Substantive policy changes are out of the question for such a strident supporter
of abortion rights and embryo-destructive research. That leaves only one
solution: a visit to that reliable ally of pro-choice Democrats, the University
of Notre Dame. There Obama can bask in the reflected glow of Notre Dame’s
storied Catholic heritage while continuing to advance policies that contradict
the Catholic faith and natural law.
How sad that Notre Dame’s administrators imagine themselves as free-thinkers
when they are, in fact, mere political pawns on the wrong side of today’s
leading civil-rights struggle. Alumni embarrassed to see their alma mater used
in this way should express their outrage in the language that Notre Dame’s
image-conscious, endowment-hungry administrators understand: money.
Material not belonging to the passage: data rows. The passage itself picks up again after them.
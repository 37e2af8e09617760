//! Simulation host layer.
//!
//! Provides the simulator hosts drive, the program loader, the per-cycle tracer
//! and the end-of-run reporter built on its public state.

/// ELF and raw program images.
pub mod loader;

/// End-of-run register, cache and cycle report.
pub mod report;

/// Simulator construction, stepping and observers.
pub mod simulator;

/// Per-cycle textual trace.
pub mod trace;

pub use loader::{ProgramImage, Segment};
pub use report::{DumpRange, ReportOptions, Reporter};
pub use simulator::{Simulator, StepOutcome};
pub use trace::{TraceOptions, Tracer};
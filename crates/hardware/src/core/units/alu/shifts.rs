//! ALU shift operations.
//!
//! Implements shift-left logical, shift-right logical and shift-right arithmetic,
//! each with a constant (`shamt`) and a register-specified (`rs`) amount.
//! Register amounts use the low five bits only.

use crate::core::pipeline::signals::AluOp;

/// Bit mask for the shift amount (5 bits: 0-31).
const SHAMT_MASK: u32 = 0x1f;

/// Executes a shift operation on `b` (the `rt` value).
///
/// # Arguments
///
/// * `op` - The ALU operation (must be a shift variant).
/// * `a`  - The `rs` value, used as the amount by the variable forms.
/// * `b`  - The value to be shifted.
/// * `sa` - The constant amount for the immediate forms.
///
/// # Returns
///
/// The shifted value. Returns `0` for non-shift opcodes.
pub const fn execute(op: AluOp, a: u32, b: u32, sa: u8) -> u32 {
    let constant = sa as u32 & SHAMT_MASK;
    let variable = a & SHAMT_MASK;
    match op {
        AluOp::Sll => b << constant,
        AluOp::Srl => b >> constant,
        AluOp::Sra => ((b as i32) >> constant) as u32,
        AluOp::Sllv => b << variable,
        AluOp::Srlv => b >> variable,
        AluOp::Srav => ((b as i32) >> variable) as u32,
        _ => 0,
    }
}
//! Pipeline control signals and operation types.
//!
//! This module defines the signals that control instruction execution. It performs:
//! 1. **Operation Classification:** Maps each opcode onto an ALU operation.
//! 2. **Operand Selection:** Chooses between `rt` and the extended immediate for ALU input B.
//! 3. **Memory Control:** Records access width and signedness for loads and stores.
//! 4. **Control Flow:** Branch conditions, jumps and return-address linking.
//! 5. **Coprocessor 0:** Register moves and the exception return.

use serde::Serialize;

use crate::common::constants::RA_REGISTER;
use crate::common::data::AccessControl;
use crate::isa::instruction::{Instruction, Opcode};

/// ALU operation types.
#[derive(Clone, Copy, Debug, Default, PartialEq, Eq, Serialize)]
pub enum AluOp {
    /// Addition without overflow trap (default, also used for address generation).
    #[default]
    Addu,
    /// Addition trapping on signed overflow.
    Add,
    /// Subtraction trapping on signed overflow.
    Sub,
    /// Subtraction without overflow trap.
    Subu,
    /// Bitwise AND.
    And,
    /// Bitwise OR.
    Or,
    /// Bitwise XOR.
    Xor,
    /// Bitwise NOR.
    Nor,
    /// Set less than (signed).
    Slt,
    /// Set less than unsigned.
    Sltu,
    /// Shift left logical by `shamt`.
    Sll,
    /// Shift right logical by `shamt`.
    Srl,
    /// Shift right arithmetic by `shamt`.
    Sra,
    /// Shift left logical by `rs`.
    Sllv,
    /// Shift right logical by `rs`.
    Srlv,
    /// Shift right arithmetic by `rs`.
    Srav,
    /// Load upper immediate.
    Lui,
    /// Signed multiply into HI/LO.
    Mult,
    /// Unsigned multiply into HI/LO.
    Multu,
    /// Signed divide into HI/LO.
    Div,
    /// Unsigned divide into HI/LO.
    Divu,
    /// Read HI.
    Mfhi,
    /// Read LO.
    Mflo,
    /// Write HI.
    Mthi,
    /// Write LO.
    Mtlo,
    /// Move if `rt` is zero.
    Movz,
    /// Move if `rt` is not zero.
    Movn,
    /// Operation decoded but not implemented (trap compares).
    Unsupported,
}

/// Source for ALU operand B.
#[derive(Clone, Copy, Debug, Default, PartialEq, Eq, Serialize)]
pub enum OpBSrc {
    /// Use `rt` register value.
    #[default]
    Reg2,
    /// Use the extended immediate.
    Imm,
}

/// Branch condition evaluated on the `rs`/`rt` operands.
#[derive(Clone, Copy, Debug, Default, PartialEq, Eq, Serialize)]
pub enum BranchCond {
    /// Not a conditional branch.
    #[default]
    None,
    /// `rs == rt`.
    Eq,
    /// `rs != rt`.
    Ne,
    /// `rs <= 0`.
    Lez,
    /// `rs > 0`.
    Gtz,
    /// `rs < 0`.
    Ltz,
    /// `rs >= 0`.
    Gez,
}

impl BranchCond {
    /// Evaluates the condition.
    pub const fn taken(self, rs: u32, rt: u32) -> bool {
        let s = rs as i32;
        match self {
            Self::None => false,
            Self::Eq => rs == rt,
            Self::Ne => rs != rt,
            Self::Lez => s <= 0,
            Self::Gtz => s > 0,
            Self::Ltz => s < 0,
            Self::Gez => s >= 0,
        }
    }
}

/// Control signals for pipeline stage execution.
///
/// Generated once in decode and carried by every later latch.
#[derive(Clone, Copy, Debug, Default, PartialEq, Eq, Serialize)]
pub struct ControlSignals {
    /// Enable write to the destination register.
    pub reg_write: bool,
    /// Destination register index.
    pub dest: u8,
    /// Enable memory read operation (load).
    pub mem_read: bool,
    /// Enable memory write operation (store).
    pub mem_write: bool,
    /// Width and signedness of the memory access.
    pub mem_ctl: AccessControl,
    /// ALU operation to perform.
    pub alu: AluOp,
    /// Source selection for ALU operand B.
    pub b_src: OpBSrc,
    /// Conditional branch test.
    pub branch: BranchCond,
    /// `J`/`JAL`.
    pub jump: bool,
    /// `JR`/`JALR`.
    pub jump_reg: bool,
    /// Writes a return address instead of the ALU result.
    pub link: bool,
    /// Reads `rs`.
    pub reads_rs: bool,
    /// Reads `rt`.
    pub reads_rt: bool,
    /// Reads HI.
    pub reads_hi: bool,
    /// Reads LO.
    pub reads_lo: bool,
    /// Writes HI.
    pub writes_hi: bool,
    /// Writes LO.
    pub writes_lo: bool,
    /// `SYSCALL`.
    pub syscall: bool,
    /// `BREAK`.
    pub brk: bool,
    /// `MFC0`: the result is a coprocessor 0 register.
    pub cop0_read: bool,
    /// `MTC0`: `rt` is written to a coprocessor 0 register at commit.
    pub cop0_write: bool,
    /// `ERET`.
    pub eret: bool,
}

impl ControlSignals {
    /// Derives the control signals for a decoded instruction.
    pub const fn from_instruction(insn: &Instruction) -> Self {
        let mut c = Self {
            reg_write: false,
            dest: 0,
            mem_read: false,
            mem_write: false,
            mem_ctl: AccessControl::None,
            alu: AluOp::Addu,
            b_src: OpBSrc::Reg2,
            branch: BranchCond::None,
            jump: false,
            jump_reg: false,
            link: false,
            reads_rs: false,
            reads_rt: false,
            reads_hi: false,
            reads_lo: false,
            writes_hi: false,
            writes_lo: false,
            syscall: false,
            brk: false,
            cop0_read: false,
            cop0_write: false,
            eret: false,
        };
        let code = insn.code();
        let rd = ((code >> 11) & 0x1F) as u8;
        let rt = ((code >> 16) & 0x1F) as u8;

        match insn.opcode() {
            op @ (Opcode::Sll | Opcode::Srl | Opcode::Sra) => {
                c.alu = match op {
                    Opcode::Sll => AluOp::Sll,
                    Opcode::Srl => AluOp::Srl,
                    _ => AluOp::Sra,
                };
                c.reads_rt = true;
                c.reg_write = true;
                c.dest = rd;
            }
            op @ (Opcode::Sllv | Opcode::Srlv | Opcode::Srav) => {
                c.alu = match op {
                    Opcode::Sllv => AluOp::Sllv,
                    Opcode::Srlv => AluOp::Srlv,
                    _ => AluOp::Srav,
                };
                c.reads_rs = true;
                c.reads_rt = true;
                c.reg_write = true;
                c.dest = rd;
            }
            Opcode::Jr => {
                c.jump_reg = true;
                c.reads_rs = true;
            }
            Opcode::Jalr => {
                c.jump_reg = true;
                c.reads_rs = true;
                c.link = true;
                c.reg_write = true;
                c.dest = rd;
            }
            op @ (Opcode::Movz | Opcode::Movn) => {
                c.alu = if matches!(op, Opcode::Movz) {
                    AluOp::Movz
                } else {
                    AluOp::Movn
                };
                c.reads_rs = true;
                c.reads_rt = true;
                c.reg_write = true;
                c.dest = rd;
            }
            Opcode::Syscall => c.syscall = true,
            Opcode::Break => c.brk = true,
            Opcode::Mfhi => {
                c.alu = AluOp::Mfhi;
                c.reads_hi = true;
                c.reg_write = true;
                c.dest = rd;
            }
            Opcode::Mflo => {
                c.alu = AluOp::Mflo;
                c.reads_lo = true;
                c.reg_write = true;
                c.dest = rd;
            }
            Opcode::Mthi => {
                c.alu = AluOp::Mthi;
                c.reads_rs = true;
                c.writes_hi = true;
            }
            Opcode::Mtlo => {
                c.alu = AluOp::Mtlo;
                c.reads_rs = true;
                c.writes_lo = true;
            }
            op @ (Opcode::Mult | Opcode::Multu | Opcode::Div | Opcode::Divu) => {
                c.alu = match op {
                    Opcode::Mult => AluOp::Mult,
                    Opcode::Multu => AluOp::Multu,
                    Opcode::Div => AluOp::Div,
                    _ => AluOp::Divu,
                };
                c.reads_rs = true;
                c.reads_rt = true;
                c.writes_hi = true;
                c.writes_lo = true;
            }
            op @ (Opcode::Add
            | Opcode::Addu
            | Opcode::Sub
            | Opcode::Subu
            | Opcode::And
            | Opcode::Or
            | Opcode::Xor
            | Opcode::Nor
            | Opcode::Slt
            | Opcode::Sltu) => {
                c.alu = match op {
                    Opcode::Add => AluOp::Add,
                    Opcode::Addu => AluOp::Addu,
                    Opcode::Sub => AluOp::Sub,
                    Opcode::Subu => AluOp::Subu,
                    Opcode::And => AluOp::And,
                    Opcode::Or => AluOp::Or,
                    Opcode::Xor => AluOp::Xor,
                    Opcode::Nor => AluOp::Nor,
                    Opcode::Slt => AluOp::Slt,
                    _ => AluOp::Sltu,
                };
                c.reads_rs = true;
                c.reads_rt = true;
                c.reg_write = true;
                c.dest = rd;
            }
            Opcode::Tge
            | Opcode::Tgeu
            | Opcode::Tlt
            | Opcode::Tltu
            | Opcode::Teq
            | Opcode::Tne => {
                c.alu = AluOp::Unsupported;
                c.reads_rs = true;
                c.reads_rt = true;
            }
            op @ (Opcode::Bltz | Opcode::Bgez | Opcode::Bltzal | Opcode::Bgezal) => {
                c.branch = match op {
                    Opcode::Bltz | Opcode::Bltzal => BranchCond::Ltz,
                    _ => BranchCond::Gez,
                };
                c.reads_rs = true;
                if matches!(op, Opcode::Bltzal | Opcode::Bgezal) {
                    c.link = true;
                    c.reg_write = true;
                    c.dest = RA_REGISTER;
                }
            }
            Opcode::J => c.jump = true,
            Opcode::Jal => {
                c.jump = true;
                c.link = true;
                c.reg_write = true;
                c.dest = RA_REGISTER;
            }
            op @ (Opcode::Beq | Opcode::Bne) => {
                c.branch = if matches!(op, Opcode::Beq) {
                    BranchCond::Eq
                } else {
                    BranchCond::Ne
                };
                c.reads_rs = true;
                c.reads_rt = true;
            }
            op @ (Opcode::Blez | Opcode::Bgtz) => {
                c.branch = if matches!(op, Opcode::Blez) {
                    BranchCond::Lez
                } else {
                    BranchCond::Gtz
                };
                c.reads_rs = true;
            }
            op @ (Opcode::Addi
            | Opcode::Addiu
            | Opcode::Slti
            | Opcode::Sltiu
            | Opcode::Andi
            | Opcode::Ori
            | Opcode::Xori) => {
                c.alu = match op {
                    Opcode::Addi => AluOp::Add,
                    Opcode::Addiu => AluOp::Addu,
                    Opcode::Slti => AluOp::Slt,
                    Opcode::Sltiu => AluOp::Sltu,
                    Opcode::Andi => AluOp::And,
                    Opcode::Ori => AluOp::Or,
                    _ => AluOp::Xor,
                };
                c.b_src = OpBSrc::Imm;
                c.reads_rs = true;
                c.reg_write = true;
                c.dest = rt;
            }
            Opcode::Lui => {
                c.alu = AluOp::Lui;
                c.b_src = OpBSrc::Imm;
                c.reg_write = true;
                c.dest = rt;
            }
            op @ (Opcode::Lb
            | Opcode::Lh
            | Opcode::Lwl
            | Opcode::Lw
            | Opcode::Lbu
            | Opcode::Lhu
            | Opcode::Lwr) => {
                c.mem_ctl = match op {
                    Opcode::Lb => AccessControl::Byte,
                    Opcode::Lh => AccessControl::Half,
                    Opcode::Lwl => AccessControl::WordLeft,
                    Opcode::Lw => AccessControl::Word,
                    Opcode::Lbu => AccessControl::ByteUnsigned,
                    Opcode::Lhu => AccessControl::HalfUnsigned,
                    _ => AccessControl::WordRight,
                };
                // LWL/LWR merge into the old destination value.
                c.reads_rt = matches!(op, Opcode::Lwl | Opcode::Lwr);
                c.b_src = OpBSrc::Imm;
                c.reads_rs = true;
                c.mem_read = true;
                c.reg_write = true;
                c.dest = rt;
            }
            op @ (Opcode::Sb | Opcode::Sh | Opcode::Swl | Opcode::Sw | Opcode::Swr) => {
                c.mem_ctl = match op {
                    Opcode::Sb => AccessControl::Byte,
                    Opcode::Sh => AccessControl::Half,
                    Opcode::Swl => AccessControl::WordLeft,
                    Opcode::Sw => AccessControl::Word,
                    _ => AccessControl::WordRight,
                };
                c.b_src = OpBSrc::Imm;
                c.reads_rs = true;
                c.reads_rt = true;
                c.mem_write = true;
            }
            Opcode::Mfc0 => {
                c.cop0_read = true;
                c.reg_write = true;
                c.dest = rt;
            }
            Opcode::Mtc0 => {
                c.cop0_write = true;
                c.reads_rt = true;
            }
            Opcode::Eret => c.eret = true,
        }
        if c.dest == 0 {
            c.reg_write = false;
        }
        c
    }

    /// Returns `true` when the instruction redirects control flow unconditionally.
    pub const fn is_jump(&self) -> bool {
        self.jump || self.jump_reg
    }

    /// Returns `true` for any control-transfer instruction.
    pub const fn is_control(&self) -> bool {
        self.is_jump() || !matches!(self.branch, BranchCond::None)
    }
}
By
withholding their donations, alumni can send the message that a Catholic school
that sells its soul for secular prestige cannot depend on the faithful to foot
its bills.
— Colleen Carroll Campbell,
an NRO contributor, is a fellow at the
Ethics and Public Policy Center,
a former speechwriter to Pres. George W. Bush, a columnist for the St. Louis
Post-Dispatch, and the author of
The New
Faithful: Why Young Adults Are Embracing Christian Orthodoxy. Her
television and radio show,
Faith &
Culture, airs weekly on EWTN, Sirius Satellite Radio, and Relevant
Radio.![]()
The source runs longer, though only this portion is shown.